Una mañana, muy temprano, en la región sur, se levantaron muy asustados. Un ensordecedor trotar de caballos, los despertó. Al principio, creyeron que eran los mercenarios amotinados. Peor aún. Era Thantos Khan en persona, con un ejército mucho mayor. Un sonriente y burlón  mensajero, le habló al alcalde, en nombre de su líder.

-Salud, alcalde. Mi jefe, Thantos Khan, ha tenido noticia por medio de los mercaderes, de los proyectos de vuestro rey. Y le parece una estupenda idea. Pero 800 mercenarios, no son suficientes. Así que se ha traido a todo su ejército. Ya veréis que contento se va a quedar el rey, con la cantidad de pequeñas rubitas, con sus maravillosos ojitos ovalados, que le vamos a regalar…Y de camino, nos cobraremos el viaje. Pués un ejército como el nuestro, de 80.000 guerreros, también necesita comer, y hay que pagarle las molestias por venir.

Dicho esto, todos los guerreros, se echaron a reir. La invasión, acababa de comenzar. Estaban muy confiados y con la moral muy alta. Tal era la fama de ineficaces del ejército real.

Durante 8 años, los hundos saquearon la región, y sometieron a sus habitantes, a unas duras y terribles pruebas. No solo saquearon e incendiaron la región, sino que violaron a las mujeres, y a muchas de ellas les transmitieron varias enfermedades.

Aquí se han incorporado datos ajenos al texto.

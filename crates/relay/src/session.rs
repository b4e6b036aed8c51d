//! The relay's library surface for transport layers.
//!
//! Every ingress request runs auth gate → rate limiter → cache or hub. A
//! streaming client gets a [`StreamSession`]: one concurrent-stream slot,
//! per-symbol subscriptions with the cached snapshot delivered out-of-band,
//! and a queue to pump until the hub closes it. Dropping the session
//! releases the slot and all subscriptions.

use common::{AuthRecord, MarketDataUpdate, OrderbookSnapshot, Symbol, Trade, UpdateKind};
use metrics::counter;
use std::collections::HashSet;
use std::sync::Arc;
use tokio_util::sync::CancellationToken;
use tracing::warn;
use uuid::Uuid;

use crate::auth::AuthGate;
use crate::cache::MarketCache;
use crate::config::RelayConfig;
use crate::error::RelayError;
use crate::fanout::{Hub, Subscriber, SubscriberId, UpdateReceiver};
use crate::ratelimit::RateLimiter;
use crate::upstream::{DataSink, Manager};
use crate::usage::UsageCollector;

/// Hard cap on trades returned from one request.
const MAX_TRADE_COUNT: usize = 1000;

/// Build the ingest callback wired into the upstream manager: cache update
/// first, then hub publish. Never blocks.
pub fn ingest_sink(cache: Arc<MarketCache>, hub: Arc<Hub>) -> DataSink {
    Arc::new(move |update: MarketDataUpdate| {
        let symbol = update.symbol.clone();
        match update.kind {
            UpdateKind::Orderbook => {
                let Some(snapshot) = update.orderbook.clone() else {
                    return;
                };
                // A stale snapshot is not republished either; subscribers
                // see the same monotonic sequence the cache keeps.
                if cache.update_orderbook(snapshot) {
                    hub.publish(&symbol, Arc::new(update));
                }
            }
            UpdateKind::Trade => {
                if let Some(trade) = update.trade.clone() {
                    cache.add_trade(trade);
                }
                hub.publish(&symbol, Arc::new(update));
            }
        }
    })
}

/// The assembled relay core.
pub struct Relay {
    config: RelayConfig,
    auth: Arc<AuthGate>,
    limiter: Arc<RateLimiter>,
    cache: Arc<MarketCache>,
    hub: Arc<Hub>,
    upstream: Arc<Manager>,
    usage: Arc<UsageCollector>,
}

impl Relay {
    #[allow(clippy::too_many_arguments)]
    pub fn new(
        config: RelayConfig,
        auth: Arc<AuthGate>,
        limiter: Arc<RateLimiter>,
        cache: Arc<MarketCache>,
        hub: Arc<Hub>,
        upstream: Arc<Manager>,
        usage: Arc<UsageCollector>,
    ) -> Arc<Self> {
        Arc::new(Self {
            config,
            auth,
            limiter,
            cache,
            hub,
            upstream,
            usage,
        })
    }

    pub fn auth(&self) -> &Arc<AuthGate> {
        &self.auth
    }

    pub fn cache(&self) -> &Arc<MarketCache> {
        &self.cache
    }

    pub fn hub(&self) -> &Arc<Hub> {
        &self.hub
    }

    pub fn upstream(&self) -> &Arc<Manager> {
        &self.upstream
    }

    pub fn limiter(&self) -> &Arc<RateLimiter> {
        &self.limiter
    }

    pub fn usage(&self) -> &Arc<UsageCollector> {
        &self.usage
    }

    /// Spawn the maintenance tasks: limiter GC, auth cache scrub, usage
    /// flush, cache cleanup, and the hub zombie sweep. All exit when
    /// `cancel` fires. The upstream health loop belongs to the manager.
    pub fn start_background(&self, cancel: &CancellationToken) {
        tokio::spawn(self.limiter.clone().run_gc(cancel.clone()));
        tokio::spawn(self.auth.clone().run_scrub(cancel.clone()));
        tokio::spawn(self.usage.clone().run_flush(cancel.clone()));

        {
            let cache = self.cache.clone();
            let interval = self.config.cache.cleanup_interval();
            let stale_after = self.config.cache.stale_after();
            let cancel = cancel.clone();
            tokio::spawn(async move {
                let mut ticker = tokio::time::interval(interval);
                ticker.set_missed_tick_behavior(tokio::time::MissedTickBehavior::Skip);
                loop {
                    tokio::select! {
                        _ = cancel.cancelled() => return,
                        _ = ticker.tick() => {
                            cache.cleanup(stale_after);
                        }
                    }
                }
            });
        }

        {
            let hub = self.hub.clone();
            let interval = self.config.fanout.zombie_timeout();
            let cancel = cancel.clone();
            tokio::spawn(async move {
                let mut ticker = tokio::time::interval(interval);
                ticker.set_missed_tick_behavior(tokio::time::MissedTickBehavior::Skip);
                loop {
                    tokio::select! {
                        _ = cancel.cancelled() => return,
                        _ = ticker.tick() => {
                            hub.cleanup_zombies();
                        }
                    }
                }
            });
        }
    }

    /// Authenticated snapshot read. A cache miss triggers an upstream
    /// subscription as a side effect so a retry can succeed once data
    /// arrives.
    pub async fn orderbook(
        &self,
        credential: &str,
        symbol: &str,
        depth: Option<usize>,
    ) -> Result<OrderbookSnapshot, RelayError> {
        self.admit(credential).await?;

        match self.cache.orderbook(symbol) {
            Some(mut snapshot) => {
                counter!("relay_cache_hits_total").increment(1);
                if let Some(depth) = depth {
                    snapshot.asks.truncate(depth);
                    snapshot.bids.truncate(depth);
                }
                Ok(snapshot)
            }
            None => {
                counter!("relay_cache_misses_total").increment(1);
                if let Err(err) = self.upstream.subscribe(symbol) {
                    warn!(symbol, %err, "upstream subscribe on cache miss failed");
                }
                Err(RelayError::Unavailable(format!(
                    "no orderbook for {symbol} yet, retry shortly"
                )))
            }
        }
    }

    /// Authenticated recent-trades read, oldest first.
    pub async fn recent_trades(
        &self,
        credential: &str,
        symbol: &str,
        count: usize,
    ) -> Result<Vec<Trade>, RelayError> {
        self.admit(credential).await?;
        Ok(self.cache.recent_trades(symbol, count.min(MAX_TRADE_COUNT)))
    }

    /// Symbols with cached state.
    pub async fn symbols(&self, credential: &str) -> Result<Vec<Symbol>, RelayError> {
        self.admit(credential).await?;
        Ok(self.cache.symbols())
    }

    /// Open a streaming session, consuming one concurrent-stream slot.
    pub async fn open_stream(&self, credential: &str) -> Result<StreamSession, RelayError> {
        let auth = self.admit(credential).await?;
        let key = auth.key_id.to_string();

        if !self
            .limiter
            .acquire_stream(&key, auth.max_concurrent_streams.max(0) as u32)
        {
            counter!("relay_ratelimit_hits_total", "kind" => "streams").increment(1);
            self.usage.record_error(auth.tenant_id, auth.key_id);
            return Err(RelayError::QuotaExceededStreams);
        }

        let active = self
            .limiter
            .key_stats(&key)
            .map(|stats| stats.active_streams)
            .unwrap_or(0);
        self.usage
            .update_peak_streams(auth.tenant_id, auth.key_id, active as i32);

        let (subscriber, rx) =
            self.hub
                .create_subscriber(Uuid::new_v4(), auth.tenant_id, auth.key_id);
        Ok(StreamSession {
            hub: self.hub.clone(),
            limiter: self.limiter.clone(),
            cache: self.cache.clone(),
            upstream: self.upstream.clone(),
            usage: self.usage.clone(),
            auth,
            key,
            subscriber,
            rx,
            symbols: HashSet::new(),
        })
    }

    /// Auth gate → quota checks → one request token.
    async fn admit(&self, credential: &str) -> Result<AuthRecord, RelayError> {
        let auth = self.auth.authenticate(credential).await?;
        let key = auth.key_id.to_string();

        // Bind the plan's quotas to the limiter on first sight of the key.
        if self.limiter.key_stats(&key).is_none() {
            self.limiter.set_limit(
                &key,
                auth.max_rps.max(0) as u32,
                auth.max_concurrent_streams.max(0) as u32,
            );
        }

        if let Some(max_daily) = auth.max_daily_requests {
            if self.usage.daily_requests(auth.tenant_id, auth.key_id) >= max_daily {
                counter!("relay_ratelimit_hits_total", "kind" => "daily").increment(1);
                self.usage.record_error(auth.tenant_id, auth.key_id);
                return Err(RelayError::QuotaExceededDaily);
            }
        }

        if !self.limiter.allow(&key) {
            counter!("relay_ratelimit_hits_total", "kind" => "rps").increment(1);
            self.usage.record_error(auth.tenant_id, auth.key_id);
            return Err(RelayError::QuotaExceededRps);
        }

        self.usage.record_request(auth.tenant_id, auth.key_id);
        Ok(auth)
    }
}

impl std::fmt::Debug for StreamSession {
    fn fmt(&self, f: &mut std::fmt::Formatter<'_>) -> std::fmt::Result {
        f.debug_struct("StreamSession").finish_non_exhaustive()
    }
}

/// One streaming client's slot, subscriptions, and queue.
pub struct StreamSession {
    hub: Arc<Hub>,
    limiter: Arc<RateLimiter>,
    cache: Arc<MarketCache>,
    upstream: Arc<Manager>,
    usage: Arc<UsageCollector>,
    auth: AuthRecord,
    key: String,
    subscriber: Arc<Subscriber>,
    rx: UpdateReceiver,
    symbols: HashSet<Symbol>,
}

impl StreamSession {
    pub fn id(&self) -> SubscriberId {
        self.subscriber.id
    }

    pub fn auth(&self) -> &AuthRecord {
        &self.auth
    }

    /// Subscribe to a symbol. Ensures upstream ingest, registers with the
    /// hub, and returns the cached snapshot (if any) for out-of-band
    /// delivery before streamed updates.
    pub fn subscribe(&mut self, symbol: &str) -> Result<Option<OrderbookSnapshot>, RelayError> {
        if self.symbols.contains(symbol) {
            return Ok(self.cache.orderbook(symbol));
        }

        // The plan's symbol budget shares the streams quota code: the
        // taxonomy has no dedicated symbol-cap error.
        if self.symbols.len() >= self.auth.max_symbols.max(0) as usize {
            counter!("relay_ratelimit_hits_total", "kind" => "symbols").increment(1);
            return Err(RelayError::QuotaExceededStreams);
        }

        self.upstream
            .subscribe(symbol)
            .map_err(|err| RelayError::Unavailable(err.to_string()))?;
        self.hub.subscribe(symbol, self.subscriber.clone());
        self.symbols.insert(symbol.to_string());

        Ok(self.cache.orderbook(symbol))
    }

    /// Drop one symbol subscription. Idempotent.
    pub fn unsubscribe(&mut self, symbol: &str) {
        if self.symbols.remove(symbol) {
            self.hub.unsubscribe(symbol, self.subscriber.id);
        }
    }

    /// Next update, or `None` once the hub has closed the queue.
    pub async fn recv(&mut self) -> Option<Arc<MarketDataUpdate>> {
        let update = self.rx.recv().await;
        if update.is_some() {
            self.usage
                .record_message(self.auth.tenant_id, self.auth.key_id);
        }
        update
    }

    /// Whether the hub has evicted this subscriber.
    pub fn is_evicted(&self) -> bool {
        self.subscriber.is_closed()
    }
}

impl Drop for StreamSession {
    fn drop(&mut self) {
        for symbol in self.symbols.drain() {
            self.hub.unsubscribe(&symbol, self.subscriber.id);
        }
        self.limiter.release_stream(&self.key);
    }
}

En cuanto al rey, fue asesinado por sus propios generales.

Tras la invasión, los hundos se retiraron a sus tierras, ya sea porque les obligó una epidemia que estalló, o porque ya tenían suficiente botín.

Tras un respiro de 2 años, en el que no dio tiempo a reconstruir la región saqueada, volvieron los hundos otra vez. En ésta ocasión, por 7 años. Retirándose igualmente, pero ésta vez con numerosas bajas. El nuevo rey, Zanko, sobrino de Kinarin II, se hizo cargo del trono.

Dos años después, unas 1.000 mujeres, fueron obligadas a ir a la capital. Venían de Jasit, una región al oeste, que apenas había sido tocada por los hundos. Tenían, entre 18 y 23 años. Los guardias, las hicieron sentarse en la plaza mayor. El rey les iba a hablar.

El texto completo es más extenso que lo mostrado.